Collected data >>
╔══

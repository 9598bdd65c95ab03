//! scholarfolio - Academic portfolio data pipeline
//!
//! Loads Google Scholar metrics and articles, joins them with the ORCID works
//! list and prints what the portfolio page renders.
//!
//! ## Usage
//!
//! ```bash
//! SERPAPI_KEY=... scholarfolio publications --year 2021 --query maize
//! scholarfolio chart
//! scholarfolio snapshot --output ./fallback.json
//! ```

use anyhow::{Context, Result};
use clap::{Parser, Subcommand};
use scholarfolio::aggregate::ChartSeries;
use scholarfolio::config::Config;
use scholarfolio::error::SectionError;
use scholarfolio::fetcher::HttpTransport;
use scholarfolio::merge::MergedPublication;
use scholarfolio::orcid::OrcidSource;
use scholarfolio::pipeline::{DataOrigin, Portfolio, PortfolioLoader};
use scholarfolio::scholar::{Metric, ScholarSource};
use scholarfolio::snapshot::{Snapshot, SnapshotStore, DEFAULT_TTL_HOURS};
use scholarfolio::view::{PageMode, PublicationView};
use serde::Serialize;
use std::path::{Path, PathBuf};
use tracing::{info, warn, Level};
use tracing_subscriber::{fmt, EnvFilter};

// ============================================================================
// CLI Definition
// ============================================================================

/// Academic portfolio data pipeline (Google Scholar + ORCID)
#[derive(Parser)]
#[command(name = "scholarfolio")]
#[command(version, about, long_about = None)]
struct Cli {
    /// Enable debug logging
    #[arg(short, long, global = true)]
    debug: bool,

    /// Search API key used for Google Scholar requests
    #[arg(long, env = "SERPAPI_KEY", global = true, hide_env_values = true)]
    api_key: Option<String>,

    /// Google Scholar author id
    #[arg(long, global = true)]
    author_id: Option<String>,

    /// ORCID iD
    #[arg(long, global = true)]
    orcid_id: Option<String>,

    /// CORS proxy prefix (target URL is appended percent-encoded)
    #[arg(long, global = true)]
    cors_proxy: Option<String>,

    /// Snapshot file used as cache and fallback
    #[arg(long, global = true)]
    cache: Option<PathBuf>,

    /// Hours a snapshot is served without refetching
    #[arg(long, default_value_t = DEFAULT_TTL_HOURS, global = true)]
    cache_ttl_hours: i64,

    /// Always fetch live and never read or write the snapshot
    #[arg(long, global = true)]
    no_cache: bool,

    #[command(subcommand)]
    command: Commands,
}

#[derive(Subcommand)]
enum Commands {
    /// List merged publications, most cited first
    Publications {
        /// Text filter over title, journal, year and DOI
        #[arg(short, long)]
        query: Option<String>,

        /// Only publications from this year
        #[arg(short, long)]
        year: Option<i32>,

        /// Show every match instead of the short list
        #[arg(long)]
        all: bool,

        /// Press "show more" this many times
        #[arg(long, default_value = "0")]
        more: usize,

        /// Also write the visible publications to a CSV file
        #[arg(long)]
        csv: Option<PathBuf>,
    },

    /// Print the per-year citation/publication series
    Chart,

    /// Print the Scholar profile metrics
    Profile,

    /// Fetch live and write the snapshot file
    Snapshot {
        /// Output path (defaults to the cache path)
        #[arg(short, long)]
        output: Option<PathBuf>,

        /// Write even if the profile failed or pagination was interrupted
        #[arg(long)]
        force: bool,
    },

    /// Manage the snapshot cache
    Cache {
        #[command(subcommand)]
        action: CacheAction,
    },
}

#[derive(Subcommand)]
enum CacheAction {
    /// Delete the snapshot file
    Clear,
    /// Show snapshot file path
    Path,
}

// ============================================================================
// Main Entry Point
// ============================================================================

#[tokio::main]
async fn main() -> Result<()> {
    let cli = Cli::parse();

    // Initialize logging
    let log_level = if cli.debug { Level::DEBUG } else { Level::INFO };
    let filter = EnvFilter::try_from_default_env()
        .unwrap_or_else(|_| EnvFilter::new(log_level.to_string()));

    fmt()
        .with_env_filter(filter)
        .with_target(true)
        .with_thread_ids(false)
        .init();

    let config = build_config(&cli);

    match &cli.command {
        Commands::Publications {
            query,
            year,
            all,
            more,
            csv,
        } => {
            let portfolio = build_loader(&cli, config)?.load().await;
            report_origin(&portfolio);
            let publications = match portfolio.publications {
                Ok(p) => p,
                Err(e) => {
                    println!("{}", e.user_message());
                    return Ok(());
                }
            };

            let mode = if *all { PageMode::All } else { PageMode::default() };
            let mut view = PublicationView::new(publications, mode);
            if let Some(y) = year {
                view.toggle_year(*y);
            }
            if let Some(q) = query {
                view.set_query(q);
            }
            for _ in 0..*more {
                view.show_more();
            }

            let page = view.visible();
            if page.total == 0 {
                println!("No publications match the current filters.");
            }
            for (i, p) in page.items.iter().enumerate() {
                print_publication(i + 1, p);
            }
            println!("\nShowing {} of {}", page.shown, page.total);
            if page.has_more {
                println!("(use --more or --all to see the rest)");
            }

            if let Some(path) = csv {
                let rows: Vec<PublicationRow> = page.items.iter().map(|p| PublicationRow::from(*p)).collect();
                save_csv(path, &rows)?;
            }
        }

        Commands::Chart => {
            let portfolio = build_loader(&cli, config)?.load().await;
            report_origin(&portfolio);
            match &portfolio.years {
                Ok(buckets) => {
                    let series = ChartSeries::from_buckets(buckets);
                    if series.is_empty() {
                        println!("No citation or publication data.");
                        return Ok(());
                    }
                    println!("{:>6} {:>10} {:>13} {:>7}", "Year", "Citations", "Publications", "Bubble");
                    for i in 0..series.len() {
                        println!(
                            "{:>6} {:>10} {:>13} {:>7.1}",
                            series.years[i], series.citations[i], series.publications[i], series.bubble_sizes[i]
                        );
                    }
                    let (lo, hi) = series.citation_axis();
                    println!("\nCitation axis: {:.1} .. {:.1}", lo, hi);
                }
                Err(e) => println!("{}", e.user_message()),
            }
        }

        Commands::Profile => {
            let portfolio = build_loader(&cli, config)?.load().await;
            report_origin(&portfolio);
            match &portfolio.profile {
                Ok(profile) => {
                    print_metric("Citations", &profile.citations);
                    print_metric("h-index", &profile.h_index);
                    print_metric("i10-index", &profile.i10_index);
                    if let Some(link) = &profile.author_link {
                        println!("Profile: {}", link);
                    }
                }
                Err(e) => println!("{}", e.user_message()),
            }
        }

        Commands::Snapshot { output, force } => {
            let store = match output {
                Some(path) => SnapshotStore::with_path(path.clone()),
                None => snapshot_store(&cli)?,
            };
            let loader = build_loader_with(config, None)?;
            let portfolio = loader.load_live().await;
            warn_sections(&portfolio.warnings);

            let publications = match portfolio.publications {
                Ok(p) => p,
                Err(e) => anyhow::bail!("Snapshot not written: {}", e.message),
            };
            if !portfolio.warnings.is_empty() && !*force {
                anyhow::bail!(
                    "Snapshot not written: load was incomplete ({} warning(s)); use --force to write anyway",
                    portfolio.warnings.len()
                );
            }
            let snapshot = Snapshot::new(portfolio.profile.ok(), publications);
            store.save(&snapshot).context("Failed to write snapshot")?;
            println!(
                "Saved {} publications to {:?}",
                snapshot.publications.len(),
                store.path()
            );
        }

        Commands::Cache { action } => {
            let store = snapshot_store(&cli)?;
            match action {
                CacheAction::Clear => {
                    store.clear()?;
                    println!("Snapshot cleared");
                }
                CacheAction::Path => {
                    println!("{:?}", store.path());
                }
            }
        }
    }

    Ok(())
}

// ============================================================================
// Wiring
// ============================================================================

fn build_config(cli: &Cli) -> Config {
    let mut config = Config {
        api_key: cli.api_key.clone(),
        cors_proxy: cli.cors_proxy.clone(),
        ..Default::default()
    };
    if let Some(id) = &cli.author_id {
        config.scholar_author_id = id.clone();
    }
    if let Some(id) = &cli.orcid_id {
        config.orcid_id = id.clone();
    }
    config
}

fn snapshot_store(cli: &Cli) -> Result<SnapshotStore> {
    let store = match &cli.cache {
        Some(path) => SnapshotStore::with_path(path.clone()),
        None => SnapshotStore::new().context("Failed to locate snapshot file")?,
    };
    let ttl = cache_ttl(cli.cache_ttl_hours)?;
    Ok(store.with_ttl(ttl))
}

fn cache_ttl(hours: i64) -> Result<chrono::Duration> {
    chrono::Duration::try_hours(hours)
        .with_context(|| format!("--cache-ttl-hours {} is out of range", hours))
}

fn build_loader(cli: &Cli, config: Config) -> Result<PortfolioLoader<HttpTransport, HttpTransport>> {
    let store = if cli.no_cache {
        None
    } else {
        Some(snapshot_store(cli)?)
    };
    build_loader_with(config, store)
}

fn build_loader_with(
    config: Config,
    store: Option<SnapshotStore>,
) -> Result<PortfolioLoader<HttpTransport, HttpTransport>> {
    let transport = HttpTransport::from_config(&config).context("Failed to create HTTP client")?;
    let loader = PortfolioLoader::new(
        ScholarSource::new(transport.clone(), config.clone()),
        OrcidSource::new(transport, config),
    );
    Ok(match store {
        Some(store) => loader.with_store(store),
        None => loader,
    })
}

// ============================================================================
// Output
// ============================================================================

fn report_origin(portfolio: &Portfolio) {
    match portfolio.origin {
        DataOrigin::Live => info!("Loaded live data"),
        DataOrigin::Cache => println!(
            "(cached data from {})",
            portfolio.generated_at.format("%Y-%m-%d %H:%M UTC")
        ),
        DataOrigin::Fallback => println!(
            "(live fetch failed; showing saved data from {})",
            portfolio.generated_at.format("%Y-%m-%d %H:%M UTC")
        ),
    }
    warn_sections(&portfolio.warnings);
}

fn warn_sections(warnings: &[SectionError]) {
    for w in warnings {
        warn!(kind = ?w.kind, "{}", w.message);
    }
}

fn print_publication(rank: usize, p: &MergedPublication) {
    println!("\n{}. {}", rank, p.title);
    let venue = p.publication();
    if !venue.is_empty() {
        println!("   {}", venue);
    }
    println!("   Cited by {}", p.citations());
    if let Some(link) = p.link.as_deref().or(p.doi_link.as_deref()) {
        println!("   {}", link);
    }
}

fn print_metric(label: &str, metric: &Metric) {
    let all = metric.all.map(|v| v.to_string()).unwrap_or_else(|| "-".into());
    match (metric.since, metric.since_year) {
        (Some(since), Some(year)) => println!("{:<10} {:>6}  (since {}: {})", label, all, year, since),
        _ => println!("{:<10} {:>6}", label, all),
    }
}

/// Flat CSV record for one publication
#[derive(Serialize)]
struct PublicationRow<'a> {
    title: &'a str,
    year: &'a str,
    journal: &'a str,
    doi: &'a str,
    link: &'a str,
    citations: u64,
}

impl<'a> From<&'a MergedPublication> for PublicationRow<'a> {
    fn from(p: &'a MergedPublication) -> Self {
        Self {
            title: &p.title,
            year: &p.year,
            journal: &p.journal_title,
            doi: p.doi.as_deref().unwrap_or(""),
            link: p.link.as_deref().unwrap_or(""),
            citations: p.citations(),
        }
    }
}

fn save_csv<T: Serialize>(path: &Path, data: &[T]) -> Result<()> {
    if data.is_empty() {
        println!("No data to save to {:?}", path);
        return Ok(());
    }

    let mut wtr = csv::WriterBuilder::new()
        .has_headers(true)
        .from_path(path)
        .context("Failed to create CSV writer")?;

    for item in data {
        wtr.serialize(item).context("Failed to write CSV record")?;
    }

    wtr.flush().context("Failed to flush CSV")?;
    println!("Saved: {:?}", path);
    Ok(())
}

╚══

EXERCISE DIRECTIONS >> If a line in the records contains the string "Duration", copy it out.

RESPONSE AREA >>
fn cache_ttl(hours: i64) -> Result<chrono::Duration> {
    chrono::Duration::try_hours(hours)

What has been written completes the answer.